Breve workout per il pensiero critico: basta farsi una sola domanda.
L’avrai vista un po’ ovunque, l’ultima campagna di Brewdog. Una presa di posizione da parte del produttore di birra scozzese che è rimbalzata prepotentemente da un lato all’altro di internet.
Image via afaqs.com
Brewdog si è auto proclamato anti sponsor della Fifa World Cup, attraverso una serie di affissioni che denunciano le pessime condizioni lavorative durante l’evento e, naturalmente, il fatto che nel paese l’omosessualità sia reato, punibile fino alla pena di morte.
Il produttore di birra ha denunciato le molte morti avvenute durante la costruzione di stadi nello stato del Golfo, sottolineando anche l’uso delle punizioni corporali nel paese. Secondo un’indagine del The Guardian , più di 6.500 lavoratori hanno perso la vita da quando il Qatar ha vinto la Coppa del Mondo nel 2010.
L’azienda ha quindi affermato che i proventi delle vendite durante la World Cup saranno devoluti ad alcuni (non meglio identificati) enti no profit per i diritti umani.
Se fin qui pare una mossa encomiabile e- come ho letto in diversi post stizziti- “adesso ci lamentiamo pure di chi fa beneficienza?”, facciamo qualche passo di lato.
Passo laterale numero 1
Quando abbiamo perso la completa profondità di pensiero nel ricevere una notizia e non provare nemmeno a sentire se ci procura una qualche forma di distorsione cognitiva?

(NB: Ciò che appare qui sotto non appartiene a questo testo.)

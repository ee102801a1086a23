use crate::card::Card;
use chrono::{DateTime, Duration, Utc};
use serde::{Deserialize, Serialize};
use uuid::Uuid;

pub const CELEBRATION_MESSAGE: &str = "🎉 中奖啦! 🎉";

/// Called once per card when it is revealed.
pub trait RevealHook {
    fn on_revealed(&mut self, card: &Card);
}

impl<F: FnMut(&Card)> RevealHook for F {
    fn on_revealed(&mut self, card: &Card) {
        self(card)
    }
}

#[derive(Debug, Clone, Copy, Default)]
pub struct NoopHook;

impl RevealHook for NoopHook {
    fn on_revealed(&mut self, _card: &Card) {}
}

#[derive(Debug, Clone, Serialize, Deserialize)]
pub struct Banner {
    pub card_id: Uuid,
    pub message: String,
    pub amount: f64,
    pub shown_at: DateTime<Utc>,
    pub expires_at: DateTime<Utc>,
}

impl Banner {
    pub fn is_active(&self, now: DateTime<Utc>) -> bool {
        now < self.expires_at
    }
}

/// Shows a transient banner for winning reveals only.
#[derive(Debug, Clone)]
pub struct CelebrationBoard {
    duration: Duration,
    banners: Vec<Banner>,
}

impl CelebrationBoard {
    pub fn new(duration: std::time::Duration) -> Self {
        let duration = Duration::from_std(duration).unwrap_or_else(|_| Duration::milliseconds(1500));
        Self {
            duration,
            banners: Vec::new(),
        }
    }

    pub fn celebrate_at(&mut self, card: &Card, now: DateTime<Utc>) -> bool {
        if !card.prize().is_win() {
            return false;
        }

        self.banners.push(Banner {
            card_id: card.id(),
            message: CELEBRATION_MESSAGE.to_string(),
            amount: card.prize().amount(),
            shown_at: now,
            expires_at: now + self.duration,
        });
        tracing::info!("Celebrating card {} ({}天)", card.id(), card.prize().amount());
        true
    }

    pub fn active(&self, now: DateTime<Utc>) -> Vec<&Banner> {
        self.banners.iter().filter(|b| b.is_active(now)).collect()
    }

    /// Drops expired banners and returns how many were dismissed.
    pub fn prune(&mut self, now: DateTime<Utc>) -> usize {
        let before = self.banners.len();
        self.banners.retain(|b| b.is_active(now));
        before - self.banners.len()
    }

    pub fn total_shown(&self) -> usize {
        self.banners.len()
    }
}

impl Default for CelebrationBoard {
    fn default() -> Self {
        Self::new(std::time::Duration::from_millis(1500))
    }
}

impl RevealHook for CelebrationBoard {
    fn on_revealed(&mut self, card: &Card) {
        self.celebrate_at(card, Utc::now());
    }
}

#[cfg(test)]
mod tests {
    use super::*;
    use crate::display::AmountLabel;
    use crate::prize::{Prize, PrizeKind};
    use crate::symbol::LuckySymbol;

    fn card(prize: Prize) -> Card {
        Card::new(
            Uuid::new_v4(),
            LuckySymbol {
                glyph: "福".to_string(),
                is_winning: prize.is_win(),
            },
            prize,
            AmountLabel {
                text: String::new(),
                decorative: !prize.is_win(),
            },
        )
    }

    #[test]
    fn test_losing_reveal_is_not_celebrated() {
        let mut board = CelebrationBoard::default();
        assert!(!board.celebrate_at(&card(Prize::none()), Utc::now()));
        assert_eq!(board.total_shown(), 0);
    }

    #[test]
    fn test_banner_auto_dismisses() {
        let mut board = CelebrationBoard::default();
        let now = Utc::now();
        assert!(board.celebrate_at(&card(Prize::new(3.0, PrizeKind::ShortLeave)), now));

        assert_eq!(board.active(now + Duration::milliseconds(1499)).len(), 1);
        assert!(board.active(now + Duration::milliseconds(1500)).is_empty());
        assert_eq!(board.prune(now + Duration::seconds(2)), 1);
        assert_eq!(board.total_shown(), 0);
    }
}
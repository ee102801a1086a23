pub mod deal;
pub mod play;
pub mod stats;

pub use deal::{deal, sweep};
pub use play::play;
pub use stats::{show_odds, simulate};

use chrono::Utc;
use comfy_table::{presets::UTF8_FULL, Table};
use scratchcard_core::{Card, CelebrationBoard, OverlayState};

pub(crate) fn state_name(state: OverlayState) -> &'static str {
    match state {
        OverlayState::Hidden => "hidden",
        OverlayState::Scratching => "scratching",
        OverlayState::Revealed => "revealed",
    }
}

pub(crate) fn progress_bar(fraction: f64) -> String {
    let filled = (fraction.clamp(0.0, 1.0) * 20.0).round() as usize;
    format!(
        "[{}{}] {:>5.1}%",
        "#".repeat(filled),
        "-".repeat(20 - filled),
        fraction * 100.0
    )
}

/// Renders cards the way the page would: the symbol always, the amount
/// text only once revealed unless `show_prizes` is set.
pub(crate) fn card_table<'a>(cards: impl Iterator<Item = &'a Card>, show_prizes: bool) -> Table {
    let mut table = Table::new();
    table.load_preset(UTF8_FULL);
    table.set_header(vec!["#", "Symbol", "Amount", "State", "Erased", "Classes"]);

    for (idx, card) in cards.enumerate() {
        let amount = if show_prizes || card.is_revealed() {
            if show_prizes {
                format!("{} ({})", card.label().text, card.prize())
            } else {
                card.label().text.clone()
            }
        } else {
            "░░░".to_string()
        };
        let classes = card
            .classes()
            .map(|c| c.as_str())
            .collect::<Vec<_>>()
            .join(" ");

        table.add_row(vec![
            (idx + 1).to_string(),
            card.symbol().glyph.clone(),
            amount,
            state_name(card.state()).to_string(),
            format!("{:.1}%", card.erased_fraction() * 100.0),
            classes,
        ]);
    }

    table
}

pub(crate) fn print_banners(board: &mut CelebrationBoard) {
    let now = Utc::now();
    for banner in board.active(now) {
        println!("    {}  {}天", banner.message, banner.amount);
    }
    board.prune(now);
}
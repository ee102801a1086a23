use thiserror::Error;
use uuid::Uuid;

pub type Result<T> = std::result::Result<T, ScratchError>;

#[derive(Error, Debug)]
pub enum ScratchError {
    #[error("Card not found: {0}")]
    CardNotFound(Uuid),

    #[error("Invalid configuration: {0}")]
    Config(String),

    #[error("Drawing surface has no area")]
    EmptySurface,

    #[error("Serialization error: {0}")]
    Serialization(#[from] serde_json::Error),

    #[error("Internal error: {0}")]
    Internal(String),
}

impl ScratchError {
    pub fn config(msg: impl Into<String>) -> Self {
        Self::Config(msg.into())
    }

    pub fn internal(msg: impl Into<String>) -> Self {
        Self::Internal(msg.into())
    }
}
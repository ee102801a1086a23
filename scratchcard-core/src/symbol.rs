use crate::random::RandomSource;
use serde::{Deserialize, Serialize};

/// Decorative glyph printed on a card.
#[derive(Debug, Clone, PartialEq, Eq, Serialize, Deserialize)]
pub struct LuckySymbol {
    pub glyph: String,
    pub is_winning: bool,
}

#[derive(Debug, Clone)]
pub struct SymbolAssigner {
    pool: Vec<String>,
    winning: [String; 2],
    winning_rate: f64,
}

impl SymbolAssigner {
    pub fn new(pool: Vec<String>, winning: [String; 2], winning_rate: f64) -> Self {
        Self {
            pool,
            winning,
            winning_rate,
        }
    }

    pub fn pool(&self) -> &[String] {
        &self.pool
    }

    pub fn winning(&self) -> &[String; 2] {
        &self.winning
    }

    pub fn is_winning(&self, glyph: &str) -> bool {
        self.winning.iter().any(|w| w == glyph)
    }

    /// One gate draw, then one uniform pick from the chosen list.
    pub fn assign<R: RandomSource + ?Sized>(&self, rng: &mut R) -> LuckySymbol {
        let glyph = if rng.next_unit() < self.winning_rate || self.pool.is_empty() {
            &self.winning[rng.pick_index(self.winning.len())]
        } else {
            &self.pool[rng.pick_index(self.pool.len())]
        };

        LuckySymbol {
            glyph: glyph.clone(),
            is_winning: self.is_winning(glyph),
        }
    }
}
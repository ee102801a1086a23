//! Presentation helpers applied after a prize is final. Nothing here feeds
//! back into the prize record.

use crate::prize::Prize;
use crate::random::RandomSource;
use serde::{Deserialize, Serialize};
use std::fmt;

/// Marker classes a front-end applies to a card.
#[derive(Debug, Clone, Copy, PartialEq, Eq, PartialOrd, Ord, Hash, Serialize, Deserialize)]
#[serde(rename_all = "kebab-case")]
pub enum CardClass {
    NoPrize,
    Scratched,
}

impl CardClass {
    pub fn as_str(&self) -> &'static str {
        match self {
            CardClass::NoPrize => "no-prize",
            CardClass::Scratched => "scratched",
        }
    }
}

impl fmt::Display for CardClass {
    fn fmt(&self, f: &mut fmt::Formatter<'_>) -> fmt::Result {
        f.write_str(self.as_str())
    }
}

/// Text printed under the overlay.
#[derive(Debug, Clone, PartialEq, Eq, Serialize, Deserialize)]
pub struct AmountLabel {
    pub text: String,
    /// True when the text is a decoy day count with no prize behind it.
    pub decorative: bool,
}

pub fn day_text(amount: f64) -> String {
    format!("{}天", amount)
}

/// Real amount for winners; a uniformly picked decoy from `decoy_days` otherwise.
pub fn amount_label<R: RandomSource + ?Sized>(
    prize: &Prize,
    decoy_days: &[u32],
    rng: &mut R,
) -> AmountLabel {
    if prize.is_win() {
        return AmountLabel {
            text: day_text(prize.amount()),
            decorative: false,
        };
    }

    let text = if decoy_days.is_empty() {
        String::new()
    } else {
        format!("{}天", decoy_days[rng.pick_index(decoy_days.len())])
    };

    AmountLabel {
        text,
        decorative: true,
    }
}

#[cfg(test)]
mod tests {
    use super::*;
    use crate::prize::PrizeKind;
    use crate::random::ScriptedSource;

    const DECOYS: [u32; 6] = [1, 2, 3, 5, 7, 10];

    #[test]
    fn test_winner_shows_real_amount() {
        let mut rng = ScriptedSource::new(vec![0.5]);
        let label = amount_label(&Prize::new(0.5, PrizeKind::ShortLeave), &DECOYS, &mut rng);
        assert_eq!(label.text, "0.5天");
        assert!(!label.decorative);
        assert_eq!(rng.consumed(), 0);
    }

    #[test]
    fn test_loser_shows_decoy() {
        let mut rng = ScriptedSource::new(vec![0.99]);
        let prize = Prize::none();
        let label = amount_label(&prize, &DECOYS, &mut rng);
        assert_eq!(label.text, "10天");
        assert!(label.decorative);
        assert_eq!(prize, Prize::none());
    }

    #[test]
    fn test_whole_amounts_drop_fraction() {
        assert_eq!(day_text(100.0), "100天");
        assert_eq!(day_text(1.0), "1天");
    }
}
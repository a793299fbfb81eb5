//! Restaurant suggestions and ratings.

use std::collections::HashMap;

use chrono::NaiveDate;
use tracing::info;
use uuid::Uuid;

use super::participation::{get_competition, require_competition_member};
use super::scoring::{average_rating, overall_score};
use crate::errors::{DomainError, StoreError};
use crate::models::restaurant::{
    CriterionScores, NewRating, NewRestaurant, Rating, RatingFilter, RatingResponse, Restaurant,
    RestaurantFilter, RestaurantResponse,
};
use crate::stores::{CompetitionStore, GroupStore, RestaurantStore};

/// Restaurant fields supplied by the suggesting user.
#[derive(Debug, Clone)]
pub struct RestaurantDetails {
    pub name: String,
    pub address: String,
    pub cuisine_type: String,
    pub visit_date: NaiveDate,
    pub image_url: Option<String>,
}

impl RestaurantResponse {
    /// Attaches the aggregate computed from `ratings`.
    pub fn with_ratings(restaurant: Restaurant, ratings: &[Rating]) -> Self {
        Self {
            restaurant,
            average_rating: average_rating(ratings.iter().map(|r| &r.scores)),
            rating_count: ratings.len(),
        }
    }
}

impl From<Rating> for RatingResponse {
    fn from(rating: Rating) -> Self {
        Self {
            id: rating.id,
            restaurant_id: rating.restaurant_id,
            user_id: rating.user_id,
            food_score: rating.scores.food(),
            service_score: rating.scores.service(),
            ambiance_score: rating.scores.ambiance(),
            value_score: rating.scores.value(),
            overall_score: overall_score(&rating.scores),
            comment: rating.comment,
            created_at: rating.created_at,
        }
    }
}

pub async fn suggest_restaurant(
    groups: &dyn GroupStore,
    competitions: &dyn CompetitionStore,
    restaurants: &dyn RestaurantStore,
    competition_id: Uuid,
    user_id: Uuid,
    details: RestaurantDetails,
) -> Result<Restaurant, DomainError> {
    let competition =
        require_competition_member(groups, competitions, competition_id, user_id).await?;
    if details.name.trim().is_empty() {
        return Err(DomainError::validation("Restaurant name must not be empty"));
    }

    let restaurant = restaurants
        .insert_restaurant(NewRestaurant {
            competition_id: competition.id,
            suggested_by: user_id,
            name: details.name,
            address: details.address,
            cuisine_type: details.cuisine_type,
            visit_date: details.visit_date,
            image_url: details.image_url,
        })
        .await?;

    info!(
        restaurant_id = %restaurant.id,
        competition_id = %competition_id,
        user_id = %user_id,
        "Restaurant suggested"
    );
    Ok(restaurant)
}

/// Restaurants of a competition with averages computed from current ratings,
/// narrowed by search text and suggesting user.
pub async fn list_restaurants(
    groups: &dyn GroupStore,
    competitions: &dyn CompetitionStore,
    restaurants: &dyn RestaurantStore,
    filter: RestaurantFilter,
    user_id: Uuid,
) -> Result<Vec<RestaurantResponse>, DomainError> {
    let competition =
        get_competition(groups, competitions, filter.competition_id, user_id).await?;

    let mut by_restaurant: HashMap<Uuid, Vec<Rating>> = HashMap::new();
    for rating in restaurants
        .list_ratings_for_competition(competition.id)
        .await?
    {
        by_restaurant
            .entry(rating.restaurant_id)
            .or_default()
            .push(rating);
    }

    Ok(restaurants
        .list_restaurants(filter)
        .await?
        .into_iter()
        .map(|restaurant| {
            let ratings = by_restaurant.remove(&restaurant.id).unwrap_or_default();
            RestaurantResponse::with_ratings(restaurant, &ratings)
        })
        .collect())
}

/// Loads a restaurant the user may see, with its competition's group checked.
async fn visible_restaurant(
    groups: &dyn GroupStore,
    competitions: &dyn CompetitionStore,
    restaurants: &dyn RestaurantStore,
    restaurant_id: Uuid,
    user_id: Uuid,
) -> Result<Restaurant, DomainError> {
    let restaurant = restaurants
        .find_restaurant(restaurant_id)
        .await?
        .ok_or_else(|| DomainError::not_found("Restaurant not found"))?;
    get_competition(groups, competitions, restaurant.competition_id, user_id)
        .await
        .map_err(|e| match e {
            DomainError::NotFound(_) => DomainError::not_found("Restaurant not found"),
            other => other,
        })?;
    Ok(restaurant)
}

pub async fn get_restaurant(
    groups: &dyn GroupStore,
    competitions: &dyn CompetitionStore,
    restaurants: &dyn RestaurantStore,
    restaurant_id: Uuid,
    user_id: Uuid,
) -> Result<RestaurantResponse, DomainError> {
    let restaurant =
        visible_restaurant(groups, competitions, restaurants, restaurant_id, user_id).await?;
    let ratings = restaurants
        .list_ratings(RatingFilter::for_restaurant(restaurant.id))
        .await?;
    Ok(RestaurantResponse::with_ratings(restaurant, &ratings))
}

/// Records the user's rating. One rating per user and restaurant.
pub async fn submit_rating(
    groups: &dyn GroupStore,
    competitions: &dyn CompetitionStore,
    restaurants: &dyn RestaurantStore,
    restaurant_id: Uuid,
    user_id: Uuid,
    scores: CriterionScores,
    comment: String,
) -> Result<Rating, DomainError> {
    let restaurant = restaurants
        .find_restaurant(restaurant_id)
        .await?
        .ok_or_else(|| DomainError::not_found("Restaurant not found"))?;
    require_competition_member(groups, competitions, restaurant.competition_id, user_id).await?;

    match restaurants
        .insert_rating(NewRating {
            restaurant_id,
            user_id,
            scores,
            comment,
        })
        .await
    {
        Ok(rating) => {
            info!(
                restaurant_id = %restaurant_id,
                user_id = %user_id,
                overall_score = overall_score(&rating.scores),
                "Rating submitted"
            );
            Ok(rating)
        }
        Err(StoreError::UniqueViolation) => Err(DomainError::validation(
            "You have already rated this restaurant",
        )),
        Err(e) => Err(e.into()),
    }
}

/// Ratings of a visible restaurant, optionally only those by one user.
pub async fn list_ratings(
    groups: &dyn GroupStore,
    competitions: &dyn CompetitionStore,
    restaurants: &dyn RestaurantStore,
    filter: RatingFilter,
    user_id: Uuid,
) -> Result<Vec<Rating>, DomainError> {
    visible_restaurant(
        groups,
        competitions,
        restaurants,
        filter.restaurant_id,
        user_id,
    )
    .await?;
    Ok(restaurants.list_ratings(filter).await?)
}

#[cfg(test)]
mod tests {
    use super::*;
    use crate::models::competition::Competition;
    use crate::models::group::{GroupPrivacy, GroupRole};
    use crate::services::membership::{add_member, create_group_with_admin};
    use crate::services::participation::create_competition;
    use crate::models::restaurant::ListRestaurantsQuery;
    use crate::stores::InMemoryStore;
    use fake::faker::name::en::Name;
    use fake::Fake;

    struct Fixture {
        store: InMemoryStore,
        admin: Uuid,
        member: Uuid,
        competition: Competition,
    }

    async fn fixture() -> Fixture {
        let store = InMemoryStore::new();
        let admin = Uuid::new_v4();
        let member = Uuid::new_v4();
        let (group, _) = create_group_with_admin(
            &store,
            admin,
            "Pizza Panel".to_string(),
            String::new(),
            GroupPrivacy::Private,
        )
        .await
        .unwrap();
        add_member(&store, group.id, member, GroupRole::Member)
            .await
            .unwrap();
        let competition = create_competition(
            &store,
            &store,
            group.id,
            admin,
            "Slice of life".to_string(),
            String::new(),
            NaiveDate::from_ymd_opt(2024, 3, 1).unwrap(),
            NaiveDate::from_ymd_opt(2024, 3, 31).unwrap(),
        )
        .await
        .unwrap();
        Fixture {
            store,
            admin,
            member,
            competition,
        }
    }

    fn details(name: &str, cuisine_type: &str) -> RestaurantDetails {
        RestaurantDetails {
            name: name.to_string(),
            address: String::new(),
            cuisine_type: cuisine_type.to_string(),
            visit_date: NaiveDate::from_ymd_opt(2024, 3, 15).unwrap(),
            image_url: None,
        }
    }

    async fn suggest(f: &Fixture) -> Restaurant {
        let name: String = Name().fake();
        suggest_restaurant(
            &f.store,
            &f.store,
            &f.store,
            f.competition.id,
            f.member,
            details(&format!("Chez {}", name), "French"),
        )
        .await
        .unwrap()
    }

    async fn list_for_member(f: &Fixture, query: ListRestaurantsQuery) -> Vec<RestaurantResponse> {
        list_restaurants(
            &f.store,
            &f.store,
            &f.store,
            query.into_filter(f.competition.id),
            f.member,
        )
        .await
        .unwrap()
    }

    fn scores(food: i32, service: i32, ambiance: i32, value: i32) -> CriterionScores {
        CriterionScores::new(food, service, ambiance, value).unwrap()
    }

    #[tokio::test]
    async fn test_unrated_restaurant_averages_zero() {
        let f = fixture().await;
        let restaurant = suggest(&f).await;

        let detail = get_restaurant(&f.store, &f.store, &f.store, restaurant.id, f.admin)
            .await
            .unwrap();
        assert_eq!(detail.average_rating, 0.0);
        assert_eq!(detail.rating_count, 0);
    }

    #[tokio::test]
    async fn test_average_tracks_current_ratings() {
        let f = fixture().await;
        let restaurant = suggest(&f).await;

        submit_rating(
            &f.store,
            &f.store,
            &f.store,
            restaurant.id,
            f.member,
            scores(7, 6, 6, 6),
            String::new(),
        )
        .await
        .unwrap();
        let one = get_restaurant(&f.store, &f.store, &f.store, restaurant.id, f.member)
            .await
            .unwrap();
        assert_eq!(one.average_rating, 6.3);

        submit_rating(
            &f.store,
            &f.store,
            &f.store,
            restaurant.id,
            f.admin,
            scores(7, 7, 7, 6),
            "Great crust".to_string(),
        )
        .await
        .unwrap();
        let listed = list_restaurants(
            &f.store,
            &f.store,
            &f.store,
            RestaurantFilter::for_competition(f.competition.id),
            f.member,
        )
        .await
        .unwrap();
        assert_eq!(listed.len(), 1);
        assert_eq!(listed[0].average_rating, 6.6);
        assert_eq!(listed[0].rating_count, 2);
    }

    #[tokio::test]
    async fn test_second_rating_by_same_user_is_rejected() {
        let f = fixture().await;
        let restaurant = suggest(&f).await;

        submit_rating(
            &f.store,
            &f.store,
            &f.store,
            restaurant.id,
            f.member,
            scores(5, 5, 5, 5),
            String::new(),
        )
        .await
        .unwrap();
        let again = submit_rating(
            &f.store,
            &f.store,
            &f.store,
            restaurant.id,
            f.member,
            scores(9, 9, 9, 9),
            String::new(),
        )
        .await;

        assert!(matches!(again, Err(DomainError::Validation(_))));
        let ratings = list_ratings(
            &f.store,
            &f.store,
            &f.store,
            RatingFilter::for_restaurant(restaurant.id),
            f.member,
        )
        .await
        .unwrap();
        assert_eq!(ratings.len(), 1);
    }

    #[tokio::test]
    async fn test_list_ratings_by_user() {
        let f = fixture().await;
        let restaurant = suggest(&f).await;
        for (user, food) in [(f.member, 4), (f.admin, 9)] {
            submit_rating(
                &f.store,
                &f.store,
                &f.store,
                restaurant.id,
                user,
                scores(food, 5, 5, 5),
                String::new(),
            )
            .await
            .unwrap();
        }

        let mine = list_ratings(
            &f.store,
            &f.store,
            &f.store,
            RatingFilter {
                restaurant_id: restaurant.id,
                user_id: Some(f.admin),
            },
            f.member,
        )
        .await
        .unwrap();

        assert_eq!(mine.len(), 1);
        assert_eq!(mine[0].scores.food(), 9);
    }

    #[tokio::test]
    async fn test_list_restaurants_search_and_suggested_by() {
        let f = fixture().await;
        suggest(&f).await;
        let by_admin = suggest_restaurant(
            &f.store,
            &f.store,
            &f.store,
            f.competition.id,
            f.admin,
            RestaurantDetails {
                address: "12 Harbour Street".to_string(),
                ..details("Golden Dragon", "Cantonese")
            },
        )
        .await
        .unwrap();

        let by_cuisine = list_for_member(&f, ListRestaurantsQuery {
            search: Some("cantonese".to_string()),
            suggested_by: None,
        })
        .await;
        assert_eq!(by_cuisine.len(), 1);
        assert_eq!(by_cuisine[0].restaurant.id, by_admin.id);

        let by_address = list_for_member(&f, ListRestaurantsQuery {
            search: Some("harbour".to_string()),
            suggested_by: None,
        })
        .await;
        assert_eq!(by_address.len(), 1);

        let by_member = list_for_member(&f, ListRestaurantsQuery {
            search: None,
            suggested_by: Some(f.member),
        })
        .await;
        assert_eq!(by_member.len(), 1);
        assert_ne!(by_member[0].restaurant.id, by_admin.id);
    }

    #[tokio::test]
    async fn test_outsiders_cannot_rate_or_suggest() {
        let f = fixture().await;
        let restaurant = suggest(&f).await;
        let outsider = Uuid::new_v4();

        let rating = submit_rating(
            &f.store,
            &f.store,
            &f.store,
            restaurant.id,
            outsider,
            scores(1, 2, 3, 4),
            String::new(),
        )
        .await;
        assert!(matches!(rating, Err(DomainError::Forbidden(_))));

        let suggestion = suggest_restaurant(
            &f.store,
            &f.store,
            &f.store,
            f.competition.id,
            outsider,
            details("Sneaky Snacks", ""),
        )
        .await;
        assert!(matches!(suggestion, Err(DomainError::Forbidden(_))));

        let hidden = get_restaurant(&f.store, &f.store, &f.store, restaurant.id, outsider).await;
        assert!(matches!(hidden, Err(DomainError::NotFound(_))));
    }

    #[test]
    fn test_rating_response_includes_overall_score() {
        let rating = Rating {
            id: Uuid::nil(),
            restaurant_id: Uuid::nil(),
            user_id: Uuid::nil(),
            scores: scores(7, 6, 6, 6),
            comment: String::new(),
            created_at: chrono::Utc::now(),
        };
        let response = RatingResponse::from(rating);
        assert_eq!(response.overall_score, 6.3);
        assert_eq!(response.food_score, 7);
    }
}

Perché un proclama simile, che prende le distanze da una delle manifestazioni sportive più importanti del mondo, da un governo e – in sostanza- da un intero sistema socio culturale dovrebbe avere come conseguenza il boicottaggio.
Invece- surprise! – non c’è alcun boicottaggio. Negli 80 pub in UK Brewdog trasmetterà le partite della World Cup e venderà correttamente la propria birra, così come in Qatar, attraverso un distributore.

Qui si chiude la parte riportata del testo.